• **Saved data entries**
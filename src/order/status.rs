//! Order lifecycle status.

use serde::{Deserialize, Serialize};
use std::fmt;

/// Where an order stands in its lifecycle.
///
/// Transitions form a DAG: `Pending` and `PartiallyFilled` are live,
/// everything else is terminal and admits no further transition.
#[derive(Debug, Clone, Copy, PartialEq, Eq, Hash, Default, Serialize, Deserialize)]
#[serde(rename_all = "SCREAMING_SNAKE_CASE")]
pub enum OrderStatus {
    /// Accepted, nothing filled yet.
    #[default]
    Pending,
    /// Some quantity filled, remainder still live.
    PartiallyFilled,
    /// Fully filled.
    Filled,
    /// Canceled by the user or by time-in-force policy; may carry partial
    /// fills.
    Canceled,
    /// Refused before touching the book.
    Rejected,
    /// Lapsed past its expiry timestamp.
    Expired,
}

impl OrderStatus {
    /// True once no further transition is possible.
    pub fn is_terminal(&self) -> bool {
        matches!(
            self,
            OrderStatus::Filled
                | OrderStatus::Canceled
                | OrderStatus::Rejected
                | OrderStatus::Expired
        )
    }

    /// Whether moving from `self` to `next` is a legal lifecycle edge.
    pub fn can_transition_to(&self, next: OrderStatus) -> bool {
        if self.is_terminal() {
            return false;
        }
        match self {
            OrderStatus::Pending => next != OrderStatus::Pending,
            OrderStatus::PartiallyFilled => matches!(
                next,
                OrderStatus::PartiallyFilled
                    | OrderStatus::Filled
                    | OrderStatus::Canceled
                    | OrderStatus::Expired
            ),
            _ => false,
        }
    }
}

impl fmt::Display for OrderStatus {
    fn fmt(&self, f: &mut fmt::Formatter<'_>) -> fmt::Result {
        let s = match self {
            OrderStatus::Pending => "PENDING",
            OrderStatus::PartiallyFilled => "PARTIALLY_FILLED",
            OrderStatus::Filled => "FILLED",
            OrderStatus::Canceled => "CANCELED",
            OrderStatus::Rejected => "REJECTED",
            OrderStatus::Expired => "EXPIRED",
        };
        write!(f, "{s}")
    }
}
==
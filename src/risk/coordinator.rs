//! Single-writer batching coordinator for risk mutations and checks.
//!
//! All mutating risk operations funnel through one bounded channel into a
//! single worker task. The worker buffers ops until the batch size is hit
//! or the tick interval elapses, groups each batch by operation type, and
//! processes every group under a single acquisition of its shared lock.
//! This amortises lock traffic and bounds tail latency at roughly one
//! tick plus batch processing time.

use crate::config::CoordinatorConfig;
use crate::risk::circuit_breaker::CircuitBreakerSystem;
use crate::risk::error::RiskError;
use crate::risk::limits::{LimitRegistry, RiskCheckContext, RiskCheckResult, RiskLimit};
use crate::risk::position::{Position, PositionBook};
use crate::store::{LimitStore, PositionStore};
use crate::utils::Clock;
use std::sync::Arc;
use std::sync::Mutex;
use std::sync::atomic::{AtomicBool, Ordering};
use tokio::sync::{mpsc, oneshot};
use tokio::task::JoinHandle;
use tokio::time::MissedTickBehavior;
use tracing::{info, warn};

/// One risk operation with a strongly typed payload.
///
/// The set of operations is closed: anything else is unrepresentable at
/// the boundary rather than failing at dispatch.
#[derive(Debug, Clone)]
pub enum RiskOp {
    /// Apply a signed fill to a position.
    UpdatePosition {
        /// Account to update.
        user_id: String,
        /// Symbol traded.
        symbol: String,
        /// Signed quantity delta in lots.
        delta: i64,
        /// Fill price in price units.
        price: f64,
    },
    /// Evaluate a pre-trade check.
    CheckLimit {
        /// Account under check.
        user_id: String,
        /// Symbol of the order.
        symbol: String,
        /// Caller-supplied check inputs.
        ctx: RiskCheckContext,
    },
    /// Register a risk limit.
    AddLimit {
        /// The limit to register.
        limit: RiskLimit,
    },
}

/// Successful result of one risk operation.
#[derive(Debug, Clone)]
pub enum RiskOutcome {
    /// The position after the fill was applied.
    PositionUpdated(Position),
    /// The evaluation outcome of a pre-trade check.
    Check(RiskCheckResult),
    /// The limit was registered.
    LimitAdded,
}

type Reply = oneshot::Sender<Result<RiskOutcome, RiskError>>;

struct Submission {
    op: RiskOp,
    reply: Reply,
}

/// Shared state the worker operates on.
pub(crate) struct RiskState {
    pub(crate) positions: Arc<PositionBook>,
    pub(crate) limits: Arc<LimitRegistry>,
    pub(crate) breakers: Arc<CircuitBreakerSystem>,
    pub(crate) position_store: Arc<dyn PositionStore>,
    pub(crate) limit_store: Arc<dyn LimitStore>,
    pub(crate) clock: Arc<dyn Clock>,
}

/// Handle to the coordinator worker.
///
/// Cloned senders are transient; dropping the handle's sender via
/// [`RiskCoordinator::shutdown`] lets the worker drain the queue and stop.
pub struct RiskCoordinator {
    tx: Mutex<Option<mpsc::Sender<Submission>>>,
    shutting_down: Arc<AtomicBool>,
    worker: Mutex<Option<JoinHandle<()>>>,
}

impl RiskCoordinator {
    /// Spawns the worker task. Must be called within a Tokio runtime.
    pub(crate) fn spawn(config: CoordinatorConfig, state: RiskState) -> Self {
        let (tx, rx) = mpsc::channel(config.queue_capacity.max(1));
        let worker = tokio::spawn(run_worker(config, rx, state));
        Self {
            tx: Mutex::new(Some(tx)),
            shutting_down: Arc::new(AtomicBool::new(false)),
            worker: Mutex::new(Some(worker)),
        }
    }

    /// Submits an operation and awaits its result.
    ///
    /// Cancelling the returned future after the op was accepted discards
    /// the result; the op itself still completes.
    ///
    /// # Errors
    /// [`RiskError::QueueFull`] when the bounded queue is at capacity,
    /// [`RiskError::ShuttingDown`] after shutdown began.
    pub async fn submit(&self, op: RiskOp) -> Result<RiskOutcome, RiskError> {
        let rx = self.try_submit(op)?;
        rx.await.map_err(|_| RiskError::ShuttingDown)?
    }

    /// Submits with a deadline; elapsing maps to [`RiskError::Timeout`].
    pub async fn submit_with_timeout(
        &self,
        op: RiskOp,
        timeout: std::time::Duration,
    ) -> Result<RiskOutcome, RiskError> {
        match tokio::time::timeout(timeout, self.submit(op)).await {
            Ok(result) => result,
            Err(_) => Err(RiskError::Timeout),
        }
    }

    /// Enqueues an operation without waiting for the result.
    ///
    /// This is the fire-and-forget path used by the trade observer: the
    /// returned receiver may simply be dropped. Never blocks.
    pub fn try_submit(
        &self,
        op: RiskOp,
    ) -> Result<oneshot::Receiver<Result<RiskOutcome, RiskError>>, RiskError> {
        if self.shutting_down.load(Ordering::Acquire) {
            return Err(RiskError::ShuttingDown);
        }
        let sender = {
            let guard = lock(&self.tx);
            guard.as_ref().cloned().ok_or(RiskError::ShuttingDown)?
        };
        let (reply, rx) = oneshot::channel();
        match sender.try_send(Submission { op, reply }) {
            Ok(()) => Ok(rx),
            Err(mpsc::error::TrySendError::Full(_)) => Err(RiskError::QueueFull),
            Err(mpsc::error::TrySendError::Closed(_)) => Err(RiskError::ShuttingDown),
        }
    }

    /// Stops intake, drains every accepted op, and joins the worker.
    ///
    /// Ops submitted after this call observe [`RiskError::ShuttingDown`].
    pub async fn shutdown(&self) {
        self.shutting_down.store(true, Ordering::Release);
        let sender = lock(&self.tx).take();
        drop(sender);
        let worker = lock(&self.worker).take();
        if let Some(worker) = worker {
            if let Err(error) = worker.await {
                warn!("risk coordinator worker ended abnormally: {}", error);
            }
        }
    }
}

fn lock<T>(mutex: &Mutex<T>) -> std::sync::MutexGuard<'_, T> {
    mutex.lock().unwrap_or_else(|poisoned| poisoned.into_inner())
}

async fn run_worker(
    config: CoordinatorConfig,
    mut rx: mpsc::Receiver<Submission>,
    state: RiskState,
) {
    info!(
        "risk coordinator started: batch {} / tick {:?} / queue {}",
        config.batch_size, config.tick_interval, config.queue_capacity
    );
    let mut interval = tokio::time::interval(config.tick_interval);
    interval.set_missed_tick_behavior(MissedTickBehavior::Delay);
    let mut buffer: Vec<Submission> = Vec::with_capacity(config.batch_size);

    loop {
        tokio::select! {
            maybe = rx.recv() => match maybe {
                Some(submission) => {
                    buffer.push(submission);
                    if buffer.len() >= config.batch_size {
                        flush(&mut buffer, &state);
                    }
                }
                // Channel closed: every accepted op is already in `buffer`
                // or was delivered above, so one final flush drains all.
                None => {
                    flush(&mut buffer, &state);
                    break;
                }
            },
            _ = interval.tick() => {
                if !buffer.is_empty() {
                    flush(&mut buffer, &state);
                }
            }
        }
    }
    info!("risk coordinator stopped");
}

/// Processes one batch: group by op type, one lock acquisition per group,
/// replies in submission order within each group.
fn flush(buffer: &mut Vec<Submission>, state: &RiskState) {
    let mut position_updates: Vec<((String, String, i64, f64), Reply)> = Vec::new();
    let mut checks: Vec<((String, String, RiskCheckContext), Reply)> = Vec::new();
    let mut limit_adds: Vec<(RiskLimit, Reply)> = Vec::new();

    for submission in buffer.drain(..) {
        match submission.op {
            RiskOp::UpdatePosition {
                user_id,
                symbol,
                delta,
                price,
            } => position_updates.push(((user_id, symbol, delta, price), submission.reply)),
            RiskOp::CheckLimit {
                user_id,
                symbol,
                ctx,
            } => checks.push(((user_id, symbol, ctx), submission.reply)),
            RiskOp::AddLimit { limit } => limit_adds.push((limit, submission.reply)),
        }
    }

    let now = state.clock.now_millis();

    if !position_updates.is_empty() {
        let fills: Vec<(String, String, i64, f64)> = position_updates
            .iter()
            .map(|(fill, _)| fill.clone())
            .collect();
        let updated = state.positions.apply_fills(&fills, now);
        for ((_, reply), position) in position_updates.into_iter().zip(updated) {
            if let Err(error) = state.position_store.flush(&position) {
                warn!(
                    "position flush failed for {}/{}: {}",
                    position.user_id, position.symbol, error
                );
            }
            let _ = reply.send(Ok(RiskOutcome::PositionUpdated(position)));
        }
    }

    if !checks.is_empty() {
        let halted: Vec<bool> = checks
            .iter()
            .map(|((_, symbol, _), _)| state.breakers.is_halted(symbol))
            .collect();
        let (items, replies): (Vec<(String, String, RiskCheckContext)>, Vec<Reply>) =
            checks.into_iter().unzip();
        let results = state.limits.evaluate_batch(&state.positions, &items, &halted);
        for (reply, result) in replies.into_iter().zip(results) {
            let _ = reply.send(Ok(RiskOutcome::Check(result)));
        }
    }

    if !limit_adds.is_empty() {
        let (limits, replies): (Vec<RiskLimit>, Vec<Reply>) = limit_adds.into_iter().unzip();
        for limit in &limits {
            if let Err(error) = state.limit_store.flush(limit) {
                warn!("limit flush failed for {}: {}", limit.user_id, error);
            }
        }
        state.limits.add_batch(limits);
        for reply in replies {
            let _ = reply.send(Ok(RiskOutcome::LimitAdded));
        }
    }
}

• **Your instructions**
Given the records above, return exactly the lines starting at the line containing "filename src/order/status.rs" and ending at the line containing "Default, Serialize, Deserialize)]", including both.

• **Answer section**
filename src/order/status.rs
//! Order lifecycle status.

use serde::{Deserialize, Serialize};
use std::fmt;

/// Where an order stands in its lifecycle.
///
/// Transitions form a DAG: `Pending` and `PartiallyFilled` are live,
/// everything else is terminal and admits no further transition.
#[derive(Debug, Clone, Copy, PartialEq, Eq, Hash, Default, Serialize, Deserialize)]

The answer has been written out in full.